Bonhoeffer did come by his ecclesial faith naturally: his father was not a believer, his mother was and led family devotions in the evening, the family did not attend church frequently though he went through confirmation and was both spiritually and theologically curious when young, most of his siblings were not Christians, and even having completed his theology degree at Berlin (where as a liberal he encountered Barth) Bonhoeffer still was not much a church goer. His position as assistant pastor in Barcelona engaged him for the first time in serious church work. After his return to Germany he was committed to the church — but as much to the ecumenical church, to conferences, as he was to local parish ministry.
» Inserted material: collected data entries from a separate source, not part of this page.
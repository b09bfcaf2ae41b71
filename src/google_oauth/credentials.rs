use chrono::{DateTime, Duration, Utc};
use serde::{Deserialize, Serialize};

/// Token set returned by the token endpoint, normalised.
#[derive(Debug, Clone, PartialEq, Serialize, Deserialize)]
pub struct TokenGrant {
    pub access_token: String,
    /// Present only on first offline consent or when Google rotates it.
    pub refresh_token: Option<String>,
    pub token_type: String,
    pub expires_at: Option<DateTime<Utc>>,
    pub scope: Option<String>,
}

/// Organization credential as the manager sees it.
#[derive(Debug, Clone, PartialEq, Serialize, Deserialize)]
pub struct StoredCredential {
    pub organization_id: String,
    pub access_token: String,
    pub refresh_token: Option<String>,
    pub token_type: String,
    pub expires_at: Option<DateTime<Utc>>,
    pub scope: Option<String>,
    pub refresh_count: i64,
    pub last_refresh_at: Option<DateTime<Utc>>,
}

impl StoredCredential {
    /// Expired, or expiring within `skew` of `now`. No expiry means never.
    pub fn needs_refresh(&self, now: DateTime<Utc>, skew: Duration) -> bool {
        self.expires_at.is_some_and(|at| at <= now + skew)
    }

    pub fn can_refresh(&self) -> bool {
        self.refresh_token
            .as_deref()
            .is_some_and(|t| !t.trim().is_empty())
    }

    /// True if `other` was refreshed after this snapshot was taken.
    pub fn superseded_by(&self, other: &StoredCredential) -> bool {
        other.refresh_count > self.refresh_count || other.access_token != self.access_token
    }
}
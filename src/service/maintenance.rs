use crate::config::MaintenanceConfig;
use crate::error::NexusError;
use crate::google_oauth::credentials::StoredCredential;
use crate::google_oauth::{GoogleAuthManager, RefreshOutcome};

use backon::{ExponentialBuilder, Retryable};
use chrono::{DateTime, Utc};
use futures::stream::{self, StreamExt};
use governor::{Quota, RateLimiter};
use ractor::concurrency::JoinHandle;
use ractor::{Actor, ActorProcessingErr, ActorRef, MessagingErr, RpcReplyPort};
use serde::Serialize;
use std::collections::HashMap;
use std::num::NonZeroU32;
use std::time::Duration;
use tracing::{debug, info, warn};

fn default_retry_policy() -> ExponentialBuilder {
    ExponentialBuilder::default()
        .with_min_delay(Duration::from_secs(1))
        .with_max_delay(Duration::from_secs(3))
        .with_max_times(3)
        .with_jitter()
}

/// Counters of one sweep.
#[derive(Debug, Clone, Copy, Default, PartialEq, Eq, Serialize)]
#[serde(rename_all = "camelCase")]
pub struct SweepReport {
    pub due: usize,
    pub refreshed: usize,
    pub skipped: usize,
    pub failed: usize,
}

#[derive(Debug, Clone, Serialize)]
#[serde(rename_all = "camelCase")]
pub struct MaintenanceStatus {
    pub enabled: bool,
    pub sweeping: bool,
    pub sweep_interval_secs: u64,
    pub refresh_window_secs: u64,
    pub sweeps_completed: u64,
    pub tokens_refreshed: u64,
    pub last_sweep_at: Option<DateTime<Utc>>,
    pub last_report: Option<SweepReport>,
    pub pending_login_probes: usize,
}

#[derive(Debug)]
pub enum MaintenanceMessage {
    /// Refresh every credential expiring inside the window.
    Sweep,
    /// Arm (or re-arm) the delayed connectivity check for a user.
    ScheduleLoginProbe {
        user_id: String,
        organization_id: String,
    },
    /// Drop the user's pending check, if any.
    CancelLoginProbe { user_id: String },
    Status(RpcReplyPort<MaintenanceStatus>),

    // Internal messages (sent by the actor itself)
    SweepFinished(SweepReport),
    LoginProbeDue {
        user_id: String,
        organization_id: String,
        generation: u64,
    },
}

/// Handle for interacting with the maintenance actor.
#[derive(Clone)]
pub struct MaintenanceHandle {
    actor: ActorRef<MaintenanceMessage>,
}

impl MaintenanceHandle {
    pub fn sweep_now(&self) {
        let _ = ractor::cast!(self.actor, MaintenanceMessage::Sweep);
    }

    pub fn schedule_login_probe(&self, user_id: impl Into<String>, organization_id: impl Into<String>) {
        let _ = ractor::cast!(
            self.actor,
            MaintenanceMessage::ScheduleLoginProbe {
                user_id: user_id.into(),
                organization_id: organization_id.into(),
            }
        );
    }

    pub fn cancel_login_probe(&self, user_id: impl Into<String>) {
        let _ = ractor::cast!(
            self.actor,
            MaintenanceMessage::CancelLoginProbe {
                user_id: user_id.into()
            }
        );
    }

    pub async fn status(&self) -> Result<MaintenanceStatus, NexusError> {
        ractor::call!(self.actor, MaintenanceMessage::Status)
            .map_err(|e| NexusError::RactorError(format!("Status RPC failed: {e}")))
    }
}

type ProbeTimer = JoinHandle<Result<(), MessagingErr<MaintenanceMessage>>>;

struct PendingProbe<T> {
    organization_id: String,
    generation: u64,
    timer: T,
}

/// Pending login probes by user. Every arm gets a fresh generation, so a
/// timer that fired before being replaced cannot consume its successor.
struct ProbeBook<T> {
    next_generation: u64,
    pending: HashMap<String, PendingProbe<T>>,
}

impl<T> Default for ProbeBook<T> {
    fn default() -> Self {
        Self {
            next_generation: 0,
            pending: HashMap::new(),
        }
    }
}

impl<T> ProbeBook<T> {
    /// Arm a probe; returns the timer of the probe it replaces.
    fn arm(
        &mut self,
        user_id: &str,
        organization_id: &str,
        start_timer: impl FnOnce(u64) -> T,
    ) -> Option<T> {
        self.next_generation += 1;
        let generation = self.next_generation;
        let probe = PendingProbe {
            organization_id: organization_id.to_string(),
            generation,
            timer: start_timer(generation),
        };
        self.pending
            .insert(user_id.to_string(), probe)
            .map(|previous| previous.timer)
    }

    fn cancel(&mut self, user_id: &str) -> Option<T> {
        self.pending.remove(user_id).map(|p| p.timer)
    }

    /// Organization to probe if `generation` is still the user's armed probe.
    fn take_due(&mut self, user_id: &str, generation: u64) -> Option<String> {
        if self
            .pending
            .get(user_id)
            .is_none_or(|p| p.generation != generation)
        {
            return None;
        }
        self.pending.remove(user_id).map(|p| p.organization_id)
    }

    fn len(&self) -> usize {
        self.pending.len()
    }

    fn drain_timers(&mut self) -> impl Iterator<Item = T> + '_ {
        self.pending.drain().map(|(_, p)| p.timer)
    }
}

struct MaintenanceState {
    manager: GoogleAuthManager,
    cfg: MaintenanceConfig,
    sweep_timer: Option<JoinHandle<()>>,
    sweeping: bool,
    sweeps_completed: u64,
    tokens_refreshed: u64,
    last_sweep_at: Option<DateTime<Utc>>,
    last_report: Option<SweepReport>,
    probes: ProbeBook<ProbeTimer>,
}

struct MaintenanceActor;

#[ractor::async_trait]
impl Actor for MaintenanceActor {
    type Msg = MaintenanceMessage;
    type State = MaintenanceState;
    type Arguments = (GoogleAuthManager, MaintenanceConfig);

    async fn pre_start(
        &self,
        myself: ActorRef<Self::Msg>,
        (manager, cfg): Self::Arguments,
    ) -> Result<Self::State, ActorProcessingErr> {
        let sweep_timer = if cfg.enabled {
            info!(
                interval_secs = cfg.sweep_interval_secs,
                window_secs = cfg.refresh_window_secs,
                "Token maintenance started"
            );
            // first sweep right away, then on the interval
            let _ = myself.cast(MaintenanceMessage::Sweep);
            Some(myself.send_interval(cfg.sweep_interval(), || MaintenanceMessage::Sweep))
        } else {
            info!("Token maintenance sweep disabled");
            None
        };

        Ok(MaintenanceState {
            manager,
            cfg,
            sweep_timer,
            sweeping: false,
            sweeps_completed: 0,
            tokens_refreshed: 0,
            last_sweep_at: None,
            last_report: None,
            probes: ProbeBook::default(),
        })
    }

    async fn post_stop(
        &self,
        _myself: ActorRef<Self::Msg>,
        state: &mut Self::State,
    ) -> Result<(), ActorProcessingErr> {
        if let Some(timer) = state.sweep_timer.take() {
            timer.abort();
        }
        for timer in state.probes.drain_timers() {
            timer.abort();
        }
        Ok(())
    }

    async fn handle(
        &self,
        myself: ActorRef<Self::Msg>,
        message: Self::Msg,
        state: &mut Self::State,
    ) -> Result<(), ActorProcessingErr> {
        match message {
            MaintenanceMessage::Sweep => self.handle_sweep(state, &myself),
            MaintenanceMessage::SweepFinished(report) => {
                state.sweeping = false;
                state.sweeps_completed += 1;
                state.tokens_refreshed += report.refreshed as u64;
                state.last_report = Some(report);
                info!(
                    due = report.due,
                    refreshed = report.refreshed,
                    skipped = report.skipped,
                    failed = report.failed,
                    "Token sweep finished"
                );
            }
            MaintenanceMessage::ScheduleLoginProbe {
                user_id,
                organization_id,
            } => {
                let delay = state.cfg.login_probe_delay();
                let previous = state.probes.arm(&user_id, &organization_id, |generation| {
                    let user_id = user_id.clone();
                    let organization_id = organization_id.clone();
                    myself.send_after(delay, move || MaintenanceMessage::LoginProbeDue {
                        user_id,
                        organization_id,
                        generation,
                    })
                });
                if let Some(previous) = previous {
                    previous.abort();
                }
                debug!(user_id = %user_id, organization_id = %organization_id, delay_secs = delay.as_secs(), "Login probe scheduled");
            }
            MaintenanceMessage::CancelLoginProbe { user_id } => {
                if let Some(timer) = state.probes.cancel(&user_id) {
                    timer.abort();
                    debug!(user_id = %user_id, "Login probe cancelled");
                }
            }
            MaintenanceMessage::LoginProbeDue {
                user_id,
                organization_id,
                generation,
            } => {
                let Some(organization_id) = state.probes.take_due(&user_id, generation) else {
                    debug!(user_id = %user_id, organization_id = %organization_id, "Stale login probe ignored");
                    return Ok(());
                };
                let manager = state.manager.clone();
                tokio::spawn(async move {
                    run_login_probe(&manager, &user_id, &organization_id).await;
                });
            }
            MaintenanceMessage::Status(reply) => {
                let _ = reply.send(MaintenanceStatus {
                    enabled: state.cfg.enabled,
                    sweeping: state.sweeping,
                    sweep_interval_secs: state.cfg.sweep_interval_secs,
                    refresh_window_secs: state.cfg.refresh_window_secs,
                    sweeps_completed: state.sweeps_completed,
                    tokens_refreshed: state.tokens_refreshed,
                    last_sweep_at: state.last_sweep_at,
                    last_report: state.last_report,
                    pending_login_probes: state.probes.len(),
                });
            }
        }
        Ok(())
    }
}

impl MaintenanceActor {
    fn handle_sweep(&self, state: &mut MaintenanceState, myself: &ActorRef<MaintenanceMessage>) {
        if state.sweeping {
            debug!("Sweep already running; skip duplicate");
            return;
        }
        state.sweeping = true;
        state.last_sweep_at = Some(Utc::now());

        let manager = state.manager.clone();
        let cfg = state.cfg.clone();
        let me = myself.clone();
        tokio::spawn(async move {
            let report = match run_sweep(&manager, &cfg).await {
                Ok(report) => report,
                Err(e) => {
                    warn!(error = %e, "Token sweep could not list credentials");
                    SweepReport::default()
                }
            };
            let _ = ractor::cast!(me, MaintenanceMessage::SweepFinished(report));
        });
    }
}

/// Refresh all credentials expiring within the window (or with no known expiry),
/// rate limited and with bounded concurrency.
pub async fn run_sweep(
    manager: &GoogleAuthManager,
    cfg: &MaintenanceConfig,
) -> Result<SweepReport, NexusError> {
    let deadline = Utc::now() + cfg.refresh_window();
    let due = manager.tokens().list_due(deadline).await?;
    let mut report = SweepReport {
        due: due.len(),
        ..Default::default()
    };
    if due.is_empty() {
        return Ok(report);
    }

    let per_minute = NonZeroU32::new(cfg.refresh_per_minute).unwrap_or(NonZeroU32::MIN);
    let limiter = RateLimiter::direct(Quota::per_minute(per_minute).allow_burst(per_minute));
    let limiter = &limiter;

    let mut outcomes = stream::iter(due.into_iter().map(StoredCredential::from))
        .map(|snapshot| async move {
            limiter.until_ready().await;
            let result = refresh_with_retry(manager, &snapshot).await;
            (snapshot.organization_id, result)
        })
        .buffer_unordered(cfg.sweep_concurrency.max(1));

    while let Some((organization_id, result)) = outcomes.next().await {
        match result {
            Ok(RefreshOutcome::Refreshed(_)) => report.refreshed += 1,
            Ok(RefreshOutcome::Superseded(_)) | Ok(RefreshOutcome::Missing) => report.skipped += 1,
            Ok(RefreshOutcome::NoRefreshToken) | Ok(RefreshOutcome::Rejected(_)) => {
                report.failed += 1
            }
            Err(e) => {
                warn!(organization_id = %organization_id, error = %e, "Sweep refresh failed");
                report.failed += 1;
            }
        }
    }
    Ok(report)
}

async fn refresh_with_retry(
    manager: &GoogleAuthManager,
    snapshot: &StoredCredential,
) -> Result<RefreshOutcome, NexusError> {
    (|| async { manager.refresh_organization(snapshot).await })
        .retry(default_retry_policy())
        .when(|e: &NexusError| e.is_retryable())
        .notify(|err, dur: Duration| {
            warn!(
                organization_id = %snapshot.organization_id,
                "Token refresh retrying after error {}, sleeping {:?}", err, dur
            );
        })
        .await
}

async fn run_login_probe(manager: &GoogleAuthManager, user_id: &str, organization_id: &str) {
    match manager.authenticated_client(organization_id).await {
        Ok(Some(_)) => {
            info!(user_id = %user_id, organization_id = %organization_id, "Login probe: Google connection healthy")
        }
        Ok(None) => {
            warn!(user_id = %user_id, organization_id = %organization_id, "Login probe: Google reconnect required")
        }
        Err(e) => {
            warn!(user_id = %user_id, organization_id = %organization_id, error = %e, "Login probe failed")
        }
    }
}

/// Spawn the maintenance actor and return a handle.
pub async fn spawn(
    manager: GoogleAuthManager,
    cfg: MaintenanceConfig,
) -> Result<MaintenanceHandle, NexusError> {
    let (actor, _jh) = Actor::spawn(None, MaintenanceActor, (manager, cfg))
        .await
        .map_err(|e| NexusError::RactorError(format!("failed to spawn MaintenanceActor: {e}")))?;
    Ok(MaintenanceHandle { actor })
}
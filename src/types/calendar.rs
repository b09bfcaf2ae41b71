use chrono::NaiveDate;
use serde::{Deserialize, Serialize};

pub const DEFAULT_TIME_ZONE: &str = "Europe/Brussels";

/// `start` / `end` of a Calendar event: timed events carry `dateTime`, all-day ones `date`.
#[derive(Debug, Clone, Default, PartialEq, Deserialize, Serialize)]
#[serde(rename_all = "camelCase")]
pub struct EventDateTime {
    #[serde(skip_serializing_if = "Option::is_none")]
    pub date_time: Option<String>,
    #[serde(skip_serializing_if = "Option::is_none")]
    pub date: Option<String>,
    #[serde(skip_serializing_if = "Option::is_none")]
    pub time_zone: Option<String>,
}

impl EventDateTime {
    /// `2024-05-01` becomes an all-day date, anything else a timed instant.
    pub fn from_input(value: &str, time_zone: &str) -> Self {
        let value = value.trim();
        if NaiveDate::parse_from_str(value, "%Y-%m-%d").is_ok() {
            EventDateTime {
                date: Some(value.to_string()),
                ..Default::default()
            }
        } else {
            EventDateTime {
                date_time: Some(value.to_string()),
                time_zone: Some(time_zone.to_string()),
                ..Default::default()
            }
        }
    }
}

#[derive(Debug, Clone, PartialEq, Deserialize, Serialize)]
pub struct EventAttendee {
    pub email: String,
}

/// Calendar API event resource, restricted to the fields the CRM uses.
#[derive(Debug, Clone, Default, PartialEq, Deserialize, Serialize)]
#[serde(rename_all = "camelCase")]
pub struct CalendarEvent {
    #[serde(skip_serializing_if = "Option::is_none")]
    pub id: Option<String>,
    #[serde(skip_serializing_if = "Option::is_none")]
    pub summary: Option<String>,
    #[serde(skip_serializing_if = "Option::is_none")]
    pub description: Option<String>,
    #[serde(skip_serializing_if = "Option::is_none")]
    pub location: Option<String>,
    #[serde(skip_serializing_if = "Option::is_none")]
    pub start: Option<EventDateTime>,
    #[serde(skip_serializing_if = "Option::is_none")]
    pub end: Option<EventDateTime>,
    #[serde(skip_serializing_if = "Option::is_none")]
    pub html_link: Option<String>,
    #[serde(skip_serializing_if = "Option::is_none")]
    pub status: Option<String>,
    #[serde(skip_serializing_if = "Option::is_none")]
    pub attendees: Option<Vec<EventAttendee>>,
}

#[derive(Debug, Clone, Default, Deserialize)]
#[serde(rename_all = "camelCase")]
pub struct EventList {
    #[serde(default)]
    pub items: Vec<CalendarEvent>,
    pub next_page_token: Option<String>,
}

#[derive(Debug, Clone, Serialize)]
#[serde(rename_all = "camelCase")]
pub struct EventPage {
    pub events: Vec<CalendarEvent>,
    pub next_page_token: Option<String>,
}

impl From<EventList> for EventPage {
    fn from(list: EventList) -> Self {
        EventPage {
            events: list.items,
            next_page_token: list.next_page_token,
        }
    }
}

#[derive(Debug, Clone, Default, Deserialize)]
#[serde(rename_all = "camelCase")]
pub struct ListEventsQuery {
    pub calendar_id: Option<String>,
    pub time_min: Option<String>,
    pub time_max: Option<String>,
    pub page_token: Option<String>,
    pub max_results: Option<u32>,
}

/// Event fields accepted from the CRM for create and update.
#[derive(Debug, Clone, Deserialize)]
#[serde(rename_all = "camelCase")]
pub struct EventInput {
    pub summary: String,
    pub description: Option<String>,
    pub location: Option<String>,
    pub start: String,
    pub end: String,
    pub time_zone: Option<String>,
    #[serde(default)]
    pub attendees: Vec<String>,
    pub calendar_id: Option<String>,
}

impl From<EventInput> for CalendarEvent {
    fn from(input: EventInput) -> Self {
        let tz = input.time_zone.as_deref().unwrap_or(DEFAULT_TIME_ZONE);
        CalendarEvent {
            summary: Some(input.summary),
            description: input.description,
            location: input.location,
            start: Some(EventDateTime::from_input(&input.start, tz)),
            end: Some(EventDateTime::from_input(&input.end, tz)),
            attendees: (!input.attendees.is_empty()).then(|| {
                input
                    .attendees
                    .into_iter()
                    .map(|email| EventAttendee { email })
                    .collect()
            }),
            ..Default::default()
        }
    }
}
Bonhoeffer embraced Barth’s theology deeply and this is one reason for Marsh’s general approach to Bonhoeffer’s journey: Barth is present in his dissertation on the communion of the saints, in his habilitation on German philosophical history (Marsh thinks this book was “one of the great theological achievements of the twentieth century”), but it is profoundly present in Ethics. The first “chapter” of that book could be taken from Barth’s theory of revelation in dialectical thinking (and unfortunately dialectical method in writing!) in its unifocal concentration on God in Christ as the true revelation by which all things are measured — including the world. Furthermore, Bonhoeffer here has embraced some of Barth’s universalism for the thematic center of that first chapter is about the reconciliation (ontologically) of the world in Christ already. Marsh keeps Barth before the readers of Bonhoeffer’s life.

Bonhoeffer’s twin sister, Sabine, married a Jewish man (who had been baptized).  That fact opens up a window that tosses light deep into Bonhoeffer’s theology: he was deeply committed to the brotherhood and sisterhood of the church and Judaism, of Christians and Jews, and therefore of Jews and Germans. When most were circling the wagons or wondering what was really going on, DB saw through to the heart of what Hitler and the National Socialists were setting up to accomplish in Germany and beyond. If he was anything, he was highly principled and so he refused to budge or surrender an inch to the National Socialists. Bonhoeffer’s balking at both The Bethel Confession and The Barmen Declaration, the former he had an early hand in, concerned their lack of commitment to solidarity with Jews — believers or not. Seemingly ahead of everyone else in theological circles, including Barth, Bonhoeffer saw the Jewish Question as the Christian Problem. He helped his sister and brother in law escape from Germany to England through Switzerland. They survived the war Dietrich didn’t. Marsh’s Bonhoeffer is probing pluralism in affirmative terms, and Marsh is accurate.

Marsh has exceptional sections on Bonhoeffer in the USA fascinated by African Americans, their theology and spirituality (and songs), and this experience (at Abyssinian Baptist in Harlem) shaped Bonhoeffer’s thinking about what it takes to be a gospel Christian and what racism does to a people and nation. He not only introduced his students in Zingst and Finkenwalde to Negro spirituals, but he saw racism in Germany more intensively than others because of his time in NYC. No one is more attuned to racism’s impact on theology and the need to combat it than Charles Marsh, so his sections here are more sensitive and insightful than other sketches of Bonhoeffer.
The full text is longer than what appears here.